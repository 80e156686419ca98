//! Per-tenant circuit breakers.
//!
//! - **Closed**: calls flow; consecutive failures are counted
//! - **Open**: calls are rejected without being attempted until the cool-down elapses
//! - **HalfOpen**: exactly one probe call is admitted; its outcome closes or re-opens
//!
//! Breaker state is process-wide, keyed by tenant and independent of any
//! execution. Entries are created Closed on first use.

use std::time::Duration;

use chrono::{DateTime, Utc};
use dashmap::DashMap;
use serde::Serialize;
use tokio::time::Instant;
use tracing::{info, warn};

use fanout_core::TenantId;

#[derive(Debug, Clone, PartialEq, Eq, Serialize)]
pub struct CircuitBreakerConfig {
    /// Consecutive failures that trip a Closed breaker.
    pub failure_threshold: u32,
    /// How long an Open breaker rejects calls before admitting a probe.
    pub cool_down: Duration,
    /// Successful probes needed to close a HalfOpen breaker.
    pub success_threshold: u32,
}

impl Default for CircuitBreakerConfig {
    fn default() -> Self {
        Self {
            failure_threshold: 5,
            cool_down: Duration::from_secs(30),
            success_threshold: 1,
        }
    }
}

#[derive(Debug, Copy, Clone, PartialEq, Eq, Serialize)]
#[serde(rename_all = "snake_case")]
pub enum CircuitState {
    Closed,
    Open,
    HalfOpen,
}

/// Whether a call may proceed.
#[derive(Debug, Copy, Clone, PartialEq, Eq)]
pub enum Admission {
    /// Proceed. `probe` is set when this call is the single HalfOpen probe.
    Allowed { probe: bool },
    Rejected,
}

impl Admission {
    pub fn is_allowed(self) -> bool {
        matches!(self, Admission::Allowed { .. })
    }
}

/// Observable breaker state for one tenant.
#[derive(Debug, Clone, PartialEq, Eq, Serialize)]
#[serde(rename_all = "camelCase")]
pub struct CircuitBreakerStatus {
    pub tenant_id: TenantId,
    pub state: CircuitState,
    pub failure_count: u32,
    pub success_count: u32,
    pub last_failure_time: Option<DateTime<Utc>>,
    pub last_success_time: Option<DateTime<Utc>>,
    pub opened_at: Option<DateTime<Utc>>,
    pub trip_count: u64,
    pub probe_in_flight: bool,
}

#[derive(Debug)]
struct Breaker {
    state: CircuitState,
    failure_count: u32,
    success_count: u32,
    last_failure_time: Option<DateTime<Utc>>,
    last_success_time: Option<DateTime<Utc>>,
    opened_at: Option<DateTime<Utc>>,
    opened_instant: Option<Instant>,
    trip_count: u64,
    probe_in_flight: bool,
}

impl Breaker {
    fn new() -> Self {
        Self {
            state: CircuitState::Closed,
            failure_count: 0,
            success_count: 0,
            last_failure_time: None,
            last_success_time: None,
            opened_at: None,
            opened_instant: None,
            trip_count: 0,
            probe_in_flight: false,
        }
    }

    fn trip(&mut self) {
        self.state = CircuitState::Open;
        self.opened_at = Some(Utc::now());
        self.opened_instant = Some(Instant::now());
        self.success_count = 0;
        self.probe_in_flight = false;
        self.trip_count += 1;
    }

    fn close(&mut self) {
        self.state = CircuitState::Closed;
        self.failure_count = 0;
        self.opened_at = None;
        self.opened_instant = None;
        self.probe_in_flight = false;
    }

    fn status(&self, tenant_id: &TenantId) -> CircuitBreakerStatus {
        CircuitBreakerStatus {
            tenant_id: tenant_id.clone(),
            state: self.state,
            failure_count: self.failure_count,
            success_count: self.success_count,
            last_failure_time: self.last_failure_time,
            last_success_time: self.last_success_time,
            opened_at: self.opened_at,
            trip_count: self.trip_count,
            probe_in_flight: self.probe_in_flight,
        }
    }
}

/// Releases a HalfOpen probe slot unless its outcome was recorded.
#[derive(Debug)]
pub struct ProbeGuard<'a> {
    breakers: &'a CircuitBreakerRegistry,
    tenant: &'a TenantId,
    armed: bool,
}

impl ProbeGuard<'_> {
    /// The outcome was recorded; keep the slot as it is.
    pub fn disarm(mut self) {
        self.armed = false;
    }
}

impl Drop for ProbeGuard<'_> {
    fn drop(&mut self) {
        if self.armed {
            self.breakers.release_probe(self.tenant);
        }
    }
}

/// Sharded map of tenant breakers.
#[derive(Debug)]
pub struct CircuitBreakerRegistry {
    config: CircuitBreakerConfig,
    breakers: DashMap<TenantId, Breaker>,
}

impl CircuitBreakerRegistry {
    pub fn new(config: CircuitBreakerConfig) -> Self {
        Self {
            config,
            breakers: DashMap::new(),
        }
    }

    pub fn config(&self) -> &CircuitBreakerConfig {
        &self.config
    }

    /// Decide whether a call for `tenant` may proceed.
    ///
    /// An Open breaker whose cool-down has elapsed moves to HalfOpen and
    /// admits the caller as its probe. While a probe is in flight every other
    /// caller is rejected.
    pub fn try_acquire(&self, tenant: &TenantId) -> Admission {
        let mut breaker = self
            .breakers
            .entry(tenant.clone())
            .or_insert_with(Breaker::new);

        let state = breaker.state;
        match state {
            CircuitState::Closed => Admission::Allowed { probe: false },
            CircuitState::Open => {
                let cooled = breaker
                    .opened_instant
                    .is_none_or(|at| at.elapsed() >= self.config.cool_down);
                if cooled {
                    breaker.state = CircuitState::HalfOpen;
                    breaker.success_count = 0;
                    breaker.probe_in_flight = true;
                    info!(tenant_id = %tenant, "circuit half-open, admitting probe");
                    Admission::Allowed { probe: true }
                } else {
                    Admission::Rejected
                }
            }
            CircuitState::HalfOpen => {
                if breaker.probe_in_flight {
                    Admission::Rejected
                } else {
                    breaker.probe_in_flight = true;
                    Admission::Allowed { probe: true }
                }
            }
        }
    }

    /// Record a successful call. `probe` is the flag the call was admitted with.
    ///
    /// While HalfOpen only the admitted probe decides the outcome; a call let
    /// through before the breaker opened cannot close it.
    pub fn record_success(&self, tenant: &TenantId, probe: bool) {
        let mut breaker = self
            .breakers
            .entry(tenant.clone())
            .or_insert_with(Breaker::new);
        breaker.last_success_time = Some(Utc::now());

        let state = breaker.state;
        match state {
            CircuitState::Closed => {
                breaker.success_count = breaker.success_count.saturating_add(1);
                breaker.failure_count = 0;
            }
            CircuitState::HalfOpen if probe => {
                breaker.success_count = breaker.success_count.saturating_add(1);
                breaker.probe_in_flight = false;
                if breaker.success_count >= self.config.success_threshold.max(1) {
                    breaker.close();
                    info!(tenant_id = %tenant, "circuit closed after successful probe");
                }
            }
            CircuitState::HalfOpen | CircuitState::Open => {}
        }
    }

    /// Record a failed attempt. Returns `true` when this failure tripped the breaker.
    pub fn record_failure(&self, tenant: &TenantId, probe: bool) -> bool {
        let mut breaker = self
            .breakers
            .entry(tenant.clone())
            .or_insert_with(Breaker::new);
        breaker.last_failure_time = Some(Utc::now());

        let state = breaker.state;
        match state {
            CircuitState::Closed => {
                breaker.failure_count = breaker.failure_count.saturating_add(1);
                breaker.success_count = 0;
                if breaker.failure_count >= self.config.failure_threshold.max(1) {
                    breaker.trip();
                    warn!(
                        tenant_id = %tenant,
                        failures = breaker.failure_count,
                        "circuit opened"
                    );
                    true
                } else {
                    false
                }
            }
            CircuitState::HalfOpen if probe => {
                breaker.failure_count = breaker.failure_count.saturating_add(1);
                breaker.trip();
                warn!(tenant_id = %tenant, "probe failed, circuit re-opened");
                true
            }
            CircuitState::HalfOpen | CircuitState::Open => false,
        }
    }

    /// Give back a probe slot whose call ended without an outcome (cancelled).
    pub fn release_probe(&self, tenant: &TenantId) {
        if let Some(mut breaker) = self.breakers.get_mut(tenant) {
            if breaker.state == CircuitState::HalfOpen {
                breaker.probe_in_flight = false;
            }
        }
    }

    /// Hold the probe slot for the lifetime of the returned guard.
    ///
    /// Dropping the guard without `disarm` (early return, cancellation, a
    /// panicking operation) releases the slot.
    pub fn probe_guard<'a>(&'a self, tenant: &'a TenantId, probe: bool) -> ProbeGuard<'a> {
        ProbeGuard {
            breakers: self,
            tenant,
            armed: probe,
        }
    }

    pub fn state(&self, tenant: &TenantId) -> CircuitState {
        self.breakers
            .get(tenant)
            .map(|b| b.state)
            .unwrap_or(CircuitState::Closed)
    }

    pub fn status_for(&self, tenant: &TenantId) -> Option<CircuitBreakerStatus> {
        self.breakers.get(tenant).map(|b| b.status(tenant))
    }

    /// Every known breaker, ordered by tenant.
    pub fn status(&self) -> Vec<CircuitBreakerStatus> {
        let mut all: Vec<_> = self
            .breakers
            .iter()
            .map(|entry| entry.value().status(entry.key()))
            .collect();
        all.sort_by(|a, b| a.tenant_id.cmp(&b.tenant_id));
        all
    }

    /// Force a tenant's breaker Closed. Returns `false` if the tenant has none.
    pub fn reset(&self, tenant: &TenantId) -> bool {
        match self.breakers.get_mut(tenant) {
            Some(mut breaker) => {
                breaker.close();
                breaker.success_count = 0;
                info!(tenant_id = %tenant, "circuit reset by operator");
                true
            }
            None => false,
        }
    }
}
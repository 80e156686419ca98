//! Derived read models computed when an execution becomes terminal.

use std::collections::BTreeMap;

use serde::{Deserialize, Serialize};

use fanout_core::TenantId;

use crate::execution::{Execution, TenantStatus, elapsed_ms};
use crate::taxonomy::{ErrorCategory, ErrorKind};

#[derive(Debug, Clone, PartialEq, Serialize, Deserialize)]
#[serde(rename_all = "camelCase")]
pub struct ExecutionMetrics {
    pub average_duration_ms: f64,
    pub fastest_tenant_ms: Option<u64>,
    pub slowest_tenant_ms: Option<u64>,
    /// Fraction of tenants that completed successfully, 0.0 to 1.0.
    pub success_rate: f64,
    pub throughput_per_second: f64,
    pub total_retries: u64,
    pub total_emails_sent: u64,
    pub total_emails_delivered: u64,
    pub total_emails_failed: u64,
}

impl ExecutionMetrics {
    pub fn compute(execution: &Execution) -> Self {
        let durations: Vec<u64> = execution.tenants().filter_map(|t| t.duration_ms).collect();
        let average_duration_ms = if durations.is_empty() {
            0.0
        } else {
            durations.iter().sum::<u64>() as f64 / durations.len() as f64
        };

        let total = execution.total_tenants;
        let succeeded = execution.count_with_status(TenantStatus::Completed);
        let success_rate = if total == 0 {
            0.0
        } else {
            succeeded as f64 / total as f64
        };

        let finished = execution.tenants().filter(|t| t.status.is_terminal()).count();
        let throughput_per_second = match execution.completed_at {
            Some(end) => {
                let wall_ms = elapsed_ms(execution.initiated_at, end);
                if wall_ms == 0 {
                    finished as f64
                } else {
                    finished as f64 * 1000.0 / wall_ms as f64
                }
            }
            None => 0.0,
        };

        Self {
            average_duration_ms,
            fastest_tenant_ms: durations.iter().copied().min(),
            slowest_tenant_ms: durations.iter().copied().max(),
            success_rate,
            throughput_per_second,
            total_retries: execution.tenants().map(|t| t.retry_count as u64).sum(),
            total_emails_sent: execution.tenants().map(|t| t.emails_sent).sum(),
            total_emails_delivered: execution.tenants().map(|t| t.emails_delivered).sum(),
            total_emails_failed: execution.tenants().map(|t| t.emails_failed).sum(),
        }
    }
}

#[derive(Debug, Clone, PartialEq, Eq, Serialize, Deserialize)]
#[serde(rename_all = "camelCase")]
pub struct ErrorSummary {
    pub total_errors: u64,
    pub errors_by_type: BTreeMap<ErrorCategory, u64>,
    pub errors_by_tenant: BTreeMap<TenantId, u64>,
    pub critical_errors: u64,
    pub retryable_errors: u64,
    pub permanent_errors: u64,
    pub breaker_rejections: u64,
    pub most_common_error: Option<ErrorCategory>,
}

impl ErrorSummary {
    /// Summarise the failed tenants of an execution, `None` when nothing failed.
    ///
    /// Each failed tenant contributes one error. Breaker rejections are counted
    /// in the totals but neither as retryable nor as permanent.
    pub fn compute(execution: &Execution) -> Option<Self> {
        let mut summary = ErrorSummary {
            total_errors: 0,
            errors_by_type: BTreeMap::new(),
            errors_by_tenant: BTreeMap::new(),
            critical_errors: 0,
            retryable_errors: 0,
            permanent_errors: 0,
            breaker_rejections: 0,
            most_common_error: None,
        };

        for (tenant, failure) in execution.tenants().filter_map(|t| t.failure().map(|f| (t, f))) {
            summary.total_errors += 1;
            *summary.errors_by_type.entry(failure.category).or_default() += 1;
            *summary
                .errors_by_tenant
                .entry(tenant.tenant_id.clone())
                .or_default() += 1;

            if failure.category.is_critical() {
                summary.critical_errors += 1;
            }
            match failure.kind {
                ErrorKind::Transient => summary.retryable_errors += 1,
                ErrorKind::Permanent | ErrorKind::Validation => summary.permanent_errors += 1,
                ErrorKind::BreakerOpen => summary.breaker_rejections += 1,
                ErrorKind::Cancelled => {}
            }
        }

        if summary.total_errors == 0 {
            return None;
        }

        // Ties resolve to the lexically smallest category name.
        summary.most_common_error = summary
            .errors_by_type
            .iter()
            .max_by(|(ca, na), (cb, nb)| na.cmp(nb).then_with(|| cb.as_str().cmp(ca.as_str())))
            .map(|(c, _)| *c);

        Some(summary)
    }
}
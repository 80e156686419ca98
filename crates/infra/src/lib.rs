//! Infrastructure layer: execution registry and stores, fault isolation,
//! queue consumption, configuration.

pub mod config;
pub mod delivery;
pub mod execution_store;
pub mod queue;
pub mod registry;
pub mod resilience;
pub mod shutdown;
pub mod workers;

#[cfg(test)]
mod integration_tests;

pub use config::{ConfigError, FanoutConfig};
pub use delivery::{Deliverer, DeliveryReceipt, DeliveryRequest, DryRunDeliverer};
pub use execution_store::{
    ExecutionStore, InMemoryExecutionStore, PostgresExecutionStore, StoreError,
};
pub use queue::{DeadLetterEntry, InMemoryQueue, MessageQueue, QueueError, QueueMessage};
pub use registry::{ExecutionRegistry, RegistryError};
pub use resilience::{FaultIsolator, IsolationConfig, OperationError};
pub use shutdown::{Cancellation, HealthState, ShutdownController};
pub use workers::{IngressWorkerPool, MessageProcessor, WorkerPoolConfig, WorkerPoolHandle};
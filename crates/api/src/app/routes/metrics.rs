use std::sync::Arc;

use axum::{Json, Router, extract::Extension, response::IntoResponse, routing::get};

use crate::app::services::AppServices;

pub fn router() -> Router {
    Router::new()
        .route("/errors", get(error_metrics))
        .route("/workers", get(worker_metrics))
}

pub async fn error_metrics(Extension(services): Extension<Arc<AppServices>>) -> impl IntoResponse {
    Json(services.isolator.error_metrics())
}

pub async fn worker_metrics(Extension(services): Extension<Arc<AppServices>>) -> impl IntoResponse {
    Json(services.pool_metrics.snapshot())
}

——

* **Task to carry out**
Pick each line holding "slot" out of the entries above and return it.

* **Solved exercise**
/// Releases a HalfOpen probe slot unless its outcome was recorded.
    /// The outcome was recorded; keep the slot as it is.
    /// Give back a probe slot whose call ended without an outcome (cancelled).
    /// Hold the probe slot for the lifetime of the returned guard.
    /// panicking operation) releases the slot.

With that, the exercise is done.